All of these developments are part of the general assault on education, which we should remember is part of a much more general assault on the whole society. That's the neoliberal program, which is being protested all over the world, by the Occupy movement here, by the activists in Tahrir Square in Egypt, in different forms in different countries, but all over. It's a very harmful system, except for the very rich. Actually, there's a nice little monograph that just came out from the Economic Policy Institute—which is the main source of reliable, regular data on working America and the economy—called
Failure by Design
.
20
The author, Josh Bivens, reviews the economic policies of the past forty years roughly and points out that they're a class-based failure. Of course, they're a great success for the top tenth of a percent of the population—the traders, CEOs—but they're a failure for the large majority. By design. There are plenty of alternative policies, but these others are the ones that are chosen.
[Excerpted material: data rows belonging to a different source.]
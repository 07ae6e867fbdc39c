//
//  bindings.rs
//  RouteLens
//
//  Passes 1 and 2 of route detection: which local names come from which
//  project files, and which routers are mounted under which prefixes.
//

use std::collections::{BTreeMap, BTreeSet};
use std::path::PathBuf;

use tree_sitter::Node;

use super::resolve::resolve_import;
use super::types::join_route_path;
use crate::parser::helpers::{named_children, node_text, string_literal_value, walk_tree};
use crate::parser::syntax::{identifier, CallExpr};
use crate::parser::{SourceFile, Syntax};

/// A name imported from one export of a project file.
#[derive(Debug, Clone, PartialEq, Eq)]
pub struct NamedImport {
    pub file: PathBuf,
    /// Name the exporting module uses (differs from the local name for
    /// `{ a as b }` / `{ a: b }`).
    pub exported: String,
}

/// Result of the import/require pass.
#[derive(Debug, Clone, Default)]
pub struct ImportTable {
    /// Default, namespace and whole-module `require` bindings.
    pub modules: BTreeMap<String, PathBuf>,
    /// Named imports and destructured requires.
    pub functions: BTreeMap<String, NamedImport>,
}

impl ImportTable {
    /// File a local name was imported from, whichever way it came in.
    pub fn file_of(&self, name: &str) -> Option<&PathBuf> {
        self.modules
            .get(name)
            .or_else(|| self.functions.get(name).map(|f| &f.file))
    }
}

/// What a `.use(prefix, target)` call mounts.
#[derive(Debug, Clone, PartialEq, Eq)]
pub enum MountTarget {
    /// A local router variable (possibly imported).
    Identifier(String),
    /// `app.use('/x', require('./routes/x'))`.
    File(PathBuf),
}

/// One `<receiver>.use('<prefix>', <target>)` call.
#[derive(Debug, Clone, PartialEq, Eq)]
pub struct RouterUse {
    pub receiver: Option<String>,
    pub prefix: String,
    pub target: MountTarget,
}

/// Result of the router-prefix pass.
#[derive(Debug, Clone, Default)]
pub struct PrefixTable {
    pub uses: Vec<RouterUse>,
    /// identifier → prefix, first registration wins.
    pub prefixes: BTreeMap<String, String>,
}

impl PrefixTable {
    /// Full prefix for a router identifier, composing nested local mounts
    /// (`app.use('/api', api); api.use('/v1', v1)` gives `v1 → /api/v1`).
    pub fn resolve(&self, ident: &str) -> Option<String> {
        let mut seen = BTreeSet::new();
        self.resolve_inner(ident, &mut seen)
    }

    fn resolve_inner(&self, ident: &str, seen: &mut BTreeSet<String>) -> Option<String> {
        if !seen.insert(ident.to_string()) {
            return None;
        }
        let own = self.prefixes.get(ident)?;
        let parent = self
            .uses
            .iter()
            .find(|u| u.target == MountTarget::Identifier(ident.to_string()))
            .and_then(|u| u.receiver.as_deref())
            .and_then(|receiver| self.resolve_inner(receiver, seen));
        Some(match parent {
            Some(parent) => join_route_path(&parent, own),
            None => own.clone(),
        })
    }
}

/// Pass 1: collect relative `import` and `require()` bindings.
pub fn collect_imports(file: &SourceFile) -> ImportTable {
    let source = file.source();
    let mut table = ImportTable::default();

    walk_tree(file.root(), |node| match Syntax::of(node, source) {
        Syntax::Import { source: spec } => {
            if let Some(target) = resolve_import(file.path(), spec) {
                record_es_import(node, source, target, &mut table);
            }
        }
        Syntax::VariableDeclarator {
            name,
            value: Some(value),
        } => {
            if let Some((target, member)) = require_target(value, file) {
                record_require(name, member, source, target, &mut table);
            }
        }
        Syntax::Call(_)
        | Syntax::Member(_)
        | Syntax::Identifier(_)
        | Syntax::StringLiteral(_)
        | Syntax::FunctionDecl { .. }
        | Syntax::FunctionExpr
        | Syntax::VariableDeclarator { value: None, .. }
        | Syntax::Assignment { .. }
        | Syntax::Method { .. }
        | Syntax::Other => {}
    });

    table
}

fn record_es_import(node: Node, source: &str, target: PathBuf, table: &mut ImportTable) {
    for child in named_children(&node) {
        match child.kind() {
            "import_clause" => {
                for part in named_children(&child) {
                    match part.kind() {
                        "identifier" => {
                            table
                                .modules
                                .insert(node_text(&part, source).to_string(), target.clone());
                        }
                        "namespace_import" => {
                            if let Some(id) = named_children(&part)
                                .into_iter()
                                .find(|n| n.kind() == "identifier")
                            {
                                table
                                    .modules
                                    .insert(node_text(&id, source).to_string(), target.clone());
                            }
                        }
                        "named_imports" => {
                            for spec in named_children(&part) {
                                if spec.kind() != "import_specifier" {
                                    continue;
                                }
                                let Some(name) = spec.child_by_field_name("name") else {
                                    continue;
                                };
                                let exported = import_name_text(&name, source);
                                let local = spec
                                    .child_by_field_name("alias")
                                    .map(|a| node_text(&a, source).to_string())
                                    .unwrap_or_else(|| exported.clone());
                                table.functions.insert(
                                    local,
                                    NamedImport {
                                        file: target.clone(),
                                        exported,
                                    },
                                );
                            }
                        }
                        _ => {}
                    }
                }
            }
            // TypeScript: import users = require('./users')
            "import_require_clause" => {
                if let Some(id) = named_children(&child)
                    .into_iter()
                    .find(|n| n.kind() == "identifier")
                {
                    table
                        .modules
                        .insert(node_text(&id, source).to_string(), target.clone());
                }
            }
            _ => {}
        }
    }
}

/// `import { "quoted" as x }` is legal; strip the quotes.
fn import_name_text(node: &Node, source: &str) -> String {
    string_literal_value(node, source)
        .unwrap_or_else(|| node_text(node, source))
        .to_string()
}

/// `require('./x')` or `require('./x').member`.
fn require_target<'a>(value: Node<'a>, file: &'a SourceFile) -> Option<(PathBuf, Option<String>)> {
    let source = file.source();
    match Syntax::of(value, source) {
        Syntax::Call(call) => require_call_path(&call, file).map(|p| (p, None)),
        Syntax::Member(member) => {
            let Syntax::Call(call) = Syntax::of(member.object, source) else {
                return None;
            };
            let path = require_call_path(&call, file)?;
            let property = identifier(member.property, source)?;
            Some((path, Some(property.to_string())))
        }
        _ => None,
    }
}

/// Resolved project file for a `require('<relative>')` call.
pub(crate) fn require_call_path(call: &CallExpr, file: &SourceFile) -> Option<PathBuf> {
    let source = file.source();
    if identifier(call.callee, source)? != "require" {
        return None;
    }
    let first = call.arguments.first()?;
    let spec = string_literal_value(first, source)?;
    resolve_import(file.path(), spec)
}

fn record_require(
    name: Node,
    member: Option<String>,
    source: &str,
    target: PathBuf,
    table: &mut ImportTable,
) {
    match name.kind() {
        "identifier" => {
            let local = node_text(&name, source).to_string();
            match member {
                Some(exported) => {
                    table.functions.insert(
                        local,
                        NamedImport {
                            file: target,
                            exported,
                        },
                    );
                }
                None => {
                    table.modules.insert(local, target);
                }
            }
        }
        // const { create, update: edit } = require('./controller')
        "object_pattern" => {
            for prop in named_children(&name) {
                let (exported, local) = match prop.kind() {
                    "shorthand_property_identifier_pattern" => {
                        let n = node_text(&prop, source).to_string();
                        (n.clone(), n)
                    }
                    "pair_pattern" => {
                        let key = prop.child_by_field_name("key");
                        let value = prop.child_by_field_name("value");
                        match (key, value) {
                            (Some(k), Some(v)) if v.kind() == "identifier" => (
                                import_name_text(&k, source),
                                node_text(&v, source).to_string(),
                            ),
                            _ => continue,
                        }
                    }
                    _ => continue,
                };
                table.functions.insert(
                    local,
                    NamedImport {
                        file: target.clone(),
                        exported,
                    },
                );
            }
        }
        _ => {}
    }
}

/// Pass 2: collect `<receiver>.use('<prefix>', ..., <router>)` mounts.
pub fn collect_prefixes(file: &SourceFile) -> PrefixTable {
    let source = file.source();
    let mut table = PrefixTable::default();

    walk_tree(file.root(), |node| {
        let Syntax::Call(call) = Syntax::of(node, source) else {
            return;
        };
        let Syntax::Member(callee) = Syntax::of(call.callee, source) else {
            return;
        };
        if identifier(callee.property, source) != Some("use") || call.arguments.len() < 2 {
            return;
        }
        let Some(prefix) = string_literal_value(&call.arguments[0], source) else {
            return;
        };
        let Some(last) = call.arguments.last() else {
            return;
        };
        let target = match Syntax::of(*last, source) {
            Syntax::Identifier(name) => MountTarget::Identifier(name.to_string()),
            Syntax::Call(inner) => match require_call_path(&inner, file) {
                Some(path) => MountTarget::File(path),
                None => return,
            },
            _ => return,
        };

        if let MountTarget::Identifier(name) = &target {
            table
                .prefixes
                .entry(name.clone())
                .or_insert_with(|| prefix.to_string());
        }
        table.uses.push(RouterUse {
            receiver: identifier(callee.object, source).map(str::to_string),
            prefix: prefix.to_string(),
            target,
        });
    });

    table
}

#[cfg(test)]
mod tests {
    use super::*;
    use crate::parser::parse_file;
    use std::fs;
    use tempfile::tempdir;

    #[test]
    fn test_es_and_commonjs_imports() {
        let dir = tempdir().unwrap();
        let root = dir.path();
        fs::create_dir_all(root.join("controllers")).unwrap();
        fs::write(root.join("controllers/users.js"), "").unwrap();
        fs::write(root.join("controllers/orders.ts"), "").unwrap();
        fs::write(root.join("controllers/auth.js"), "").unwrap();
        fs::write(root.join("controllers/misc.js"), "").unwrap();
        fs::write(
            root.join("app.js"),
            r#"
import usersController, { create, update as edit } from './controllers/users';
import * as orders from './controllers/orders';
import express from 'express';
const auth = require('./controllers/auth');
const { login, logout: signOut } = require('./controllers/auth');
const ping = require('./controllers/misc').ping;
const lodash = require('lodash');
"#,
        )
        .unwrap();

        let file = parse_file(&root.join("app.js")).unwrap();
        let table = collect_imports(&file);

        assert_eq!(
            table.modules.get("usersController"),
            Some(&root.join("controllers/users.js"))
        );
        assert_eq!(
            table.modules.get("orders"),
            Some(&root.join("controllers/orders.ts"))
        );
        assert_eq!(table.modules.get("auth"), Some(&root.join("controllers/auth.js")));
        assert!(!table.modules.contains_key("express"));
        assert!(!table.modules.contains_key("lodash"));

        assert_eq!(table.functions["create"].exported, "create");
        assert_eq!(table.functions["edit"].exported, "update");
        assert_eq!(table.functions["login"].file, root.join("controllers/auth.js"));
        assert_eq!(table.functions["signOut"].exported, "logout");
        assert_eq!(table.functions["ping"].exported, "ping");
        assert_eq!(table.file_of("ping"), Some(&root.join("controllers/misc.js")));
    }

    #[test]
    fn test_prefixes_and_nested_mounts() {
        let dir = tempdir().unwrap();
        let root = dir.path();
        fs::create_dir_all(root.join("routes")).unwrap();
        fs::write(root.join("routes/health.js"), "").unwrap();
        fs::write(
            root.join("app.js"),
            r#"
const api = express.Router();
const v1 = express.Router();
app.use(express.json());
app.use('/api', api);
api.use('/v1', auth, v1);
app.use('/health', require('./routes/health'));
app.use('/api', somethingElse);
"#,
        )
        .unwrap();

        let file = parse_file(&root.join("app.js")).unwrap();
        let table = collect_prefixes(&file);

        assert_eq!(table.prefixes.get("api").map(String::as_str), Some("/api"));
        assert_eq!(table.resolve("v1").as_deref(), Some("/api/v1"));
        assert_eq!(table.resolve("missing"), None);
        assert!(table.uses.iter().any(|u| u.target
            == MountTarget::File(root.join("routes/health.js"))
            && u.prefix == "/health"));
        assert_eq!(table.uses.len(), 4);
    }
}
We're seeing similar dynamics right now in dramatic form in Europe, where the banks and the bureaucrats have been imposing a policy of austerity under stagnation, which is almost bound to make things worse and will make it harder to pay debts. They've been pretty sharply criticized by economists, even by the business press, but they're pursuing austerity. It's difficult to give a rationale on economic grounds. In fact, I think impossible. But you can find a rationale. In fact, it was more or less stated by the president of the European Central Bank, Mario Draghi, in an interview in the
Wall Street Journal
in which he said that the social contract in Europe is over.
21
In other words, we're killing the social contract.

 

You always talk about the institutional imperatives and the structural underpinning of these policies. But don't you have to keep the patient in reasonably good health and functioning? Aren't they killing the goose?

 

It depends on what time scale you have in mind. There's plenty of cheap labor around the world. You can outsource production. If you're Apple, one of the world's richest corporations, you can have workers employed by Foxconn, a Taiwanese company, in southwestern China, living and working in hideous conditions, committing suicide, and you can make a lot of profit out of that.
22
If China turns out to be too expensive, you can go to Bangladesh and sub-Saharan Africa. You can keep that going for a long time. Yes, there's a long-term problem, but there are long-term problems in capitalist economies anyway. There's a problem with overproduction. There's a crisis of accumulation. These are long-term problems that you try to keep at bay in various ways, all while planning for short-term wealth and privilege. That's the way business works.